3 Mai 2021 05:55 (UTC+01:00)
France-Turkménistan : Entretien exclusif avec M. Julio BENDEZU-SARMIENTO, coresponsable de la Mission archéologique franco-turkmène (MAFTUR)
France-Turkménistan : Entretien exclusif avec M. Julio BENDEZU-SARMIENTO, coresponsable de la Mission archéologique franco-turkmène (MAFTUR)

Paris / Lagazetteaz

Le Turkménistan et la France développent constammentleurs relations économiques, celles liées à la culture et l’éducation, en mettant l'accent sur les projets de formation et de recherche. Depuis 1994, le Ministère de la Culture du Turkménistan a établi des contacts étroits avec les archéologues français. Dans le cadre de cette coopération, la Mission archéologique franco-turkmène (MAFTUR) mène des fouilles sur le site d'Ulug dépé depuis 2001. Dans ce témoignage, M. Julio BENDEZU-SARMIENTO, coresponsable de la MAFTUR, nous a fait un point sur les activités en cours du groupe de recherche turkméno-français, ainsi qu’il est revenu sur l’importance historique du patrimoine au Turkménistan.

Le Ministère de la Culture du Turkménistan a établi des contacts étroits avec les archéologues français. Dans le cadre de cette coopération, la Mission archéologique franco-turkmène (MAFTUR) mène des fouilles sur le site d'Ulug-dépé depuis 2001. De quoi consistent-ils vos activités ?

Dans ce pays riche en histoire, le programme de la MAFTUR, créée sous la direction du Pr. Olivier LECOMTE (CNRS) et du Pr. Egen ATAGARRYEV a un historique qui débute en 1994 avec l'exploration du Dehistan archaïque sur le site de Geokchik depe (1994-1997) dans la plaine de Misrian.

Effectivement, à partir de 2001, une nouvelle page s'est ouverte lorsque l'exploration archéologique a commencé dans le sud-est du Turkménistan, sur le site d'Ulug-dépé, à environ 170 km à l'est de la capitale, dans l'etrap de Kaahka, une zone rendue célèbre par la présence des sites comme Namazga-dépé et Altyn-dépé. Nos travaux de fouilles se déroulent chaque année en continu depuis 2001, grâce à un accord avec le Ministère de la Culture et la codirection et le soutien de la Direction turkmène pour la protection, l'étude et la restauration du patrimoine historique et culturel, sous la direction de Mohammed MAMEDOW (coresponsable de notre mission), mais également à l’aide technique et administrative du Parc archéologique d'Abiverd.

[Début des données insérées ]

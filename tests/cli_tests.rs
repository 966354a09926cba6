//! Integration tests for the CLI

use assert_cmd::Command;
use predicates::prelude::*;
use std::io::Write;
use tempfile::NamedTempFile;

fn manifest(content: &str) -> NamedTempFile {
    let mut f = NamedTempFile::new().unwrap();
    f.write_all(content.as_bytes()).unwrap();
    f.flush().unwrap();
    f
}

#[test]
fn test_cli_help() {
    let mut cmd = Command::cargo_bin("depfence").unwrap();
    cmd.arg("--help");

    cmd.assert()
        .success()
        .stdout(predicate::str::contains("maintainer abandonment risk"));
}

#[test]
fn test_cli_missing_file_exits_2() {
    let mut cmd = Command::cargo_bin("depfence").unwrap();
    cmd.arg("/nonexistent/requirements.txt");

    cmd.assert()
        .code(2)
        .stderr(predicate::str::contains("file not found"));
}

#[test]
fn test_cli_malformed_json_manifest_fails() {
    let f = manifest("{not valid json");
    let mut cmd = Command::cargo_bin("depfence").unwrap();
    cmd.arg(f.path());

    cmd.assert()
        .code(1)
        .stderr(predicate::str::contains("scan failed"));
}

#[test]
fn test_cli_empty_manifest_succeeds() {
    // Comments and flag lines only: nothing to fetch, table renders empty
    let f = manifest("# just a comment\n-e git+https://example.com/foo\n\n");
    let mut cmd = Command::cargo_bin("depfence").unwrap();
    cmd.arg(f.path()).arg("--no-color");

    cmd.assert()
        .success()
        .stdout(predicate::str::contains("Package"))
        .stdout(predicate::str::contains("Verdict"));
}

#[test]
fn test_cli_json_output_contract_on_empty_scan() {
    let f = manifest("# nothing declared\n");
    let mut cmd = Command::cargo_bin("depfence").unwrap();
    cmd.arg(f.path()).arg("-o").arg("json");

    let output = cmd.assert().success().get_output().stdout.clone();
    let v: serde_json::Value = serde_json::from_slice(&output).unwrap();
    assert_eq!(v["schema_version"], "1.0");
    assert_eq!(v["truncated"], false);
    assert!(v["packages"].as_array().unwrap().is_empty());
}

#[test]
fn test_cli_legacy_json_flag() {
    let f = manifest("# nothing declared\n");
    let mut cmd = Command::cargo_bin("depfence").unwrap();
    cmd.arg(f.path()).arg("--json");

    cmd.assert()
        .success()
        .stdout(predicate::str::contains("\"schema_version\": \"1.0\""));
}

#[test]
fn test_cli_sarif_output_on_empty_scan() {
    let f = manifest("# nothing declared\n");
    let mut cmd = Command::cargo_bin("depfence").unwrap();
    cmd.arg(f.path()).arg("-o").arg("sarif");

    let output = cmd.assert().success().get_output().stdout.clone();
    let v: serde_json::Value = serde_json::from_slice(&output).unwrap();
    assert_eq!(v["version"], "2.1.0");
    assert_eq!(v["runs"][0]["tool"]["driver"]["name"], "DepFence");
}

#[test]
fn test_cli_gates_pass_on_empty_scan() {
    let f = manifest("# nothing declared\n");
    let mut cmd = Command::cargo_bin("depfence").unwrap();
    cmd.arg(f.path())
        .arg("--fail-over")
        .arg("50")
        .arg("--threshold")
        .arg("0.5");

    cmd.assert().success();
}

#[test]
fn test_cli_bad_config_file_fails() {
    let f = manifest("# nothing declared\n");
    let cfg = manifest("this is not [valid toml");
    let mut cmd = Command::cargo_bin("depfence").unwrap();
    cmd.arg(f.path()).arg("-c").arg(cfg.path());

    cmd.assert()
        .code(1)
        .stderr(predicate::str::contains("failed to load config"));
}

#[test]
#[ignore] // Requires network access to the live registry
fn test_cli_scan_real_package() {
    let f = manifest("requests\n");
    let mut cmd = Command::cargo_bin("depfence").unwrap();
    cmd.arg(f.path()).arg("--no-color");

    cmd.assert()
        .success()
        .stdout(predicate::str::contains("requests"));
}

Nos objectifs, qui sont principalement de deux ordres, cordonnent et organisent nos multiples activités de fouilles, de restauration d’objets, de conservation des monuments et de formation aux métiers d’archéologue et autres sciences connexes sur place.

Le premier objectif est purement scientifique, car il ne faut pas oublier que le Turkménistan a joué un rôle majeur dans le développement des cultures sédentaires en Asie centrale. Ce rôle peut être comparé à celui de la terre d'Irak dans le développement du Croissant Fertile : un processus long et progressif qui a commencé au Néolithique a été observé près d'Achgabat sur le site de Djeïtoun au cours du 6ème millénaire. Par la suite, l’étude archéohistorique de la séquence stratigraphique de plusieurs millénaires sur le site d’Ulug-dépé est aujourd’hui une référence pour toute l'Asie centrale de la protohistoire aux périodes historiques. Le deuxième objectif prioritaire est la formation des générations futures d’archéologues turkmènes mais aussi internationaux. Certains chercheurs européens aujourd’hui en poste, dont moi-même, ont été formés à l’archéologie centrasiatique sur le site d’Ulug dépé. Ces dernières années aussi, grâce à la mise en place d’un laboratoire de restauration dans notre base archéologique à Dushak, nous avons pu organiser des stages de formation à la restauration des métaux mais aussi de la peinture et de la céramique. Notre principale découverte, la citadelle d’Ulug-dépé, a aussi bénéficié d’une conservation sur la brique crue qui a pu permettre la formation in situ de plusieurs restaurateurs turkmènes.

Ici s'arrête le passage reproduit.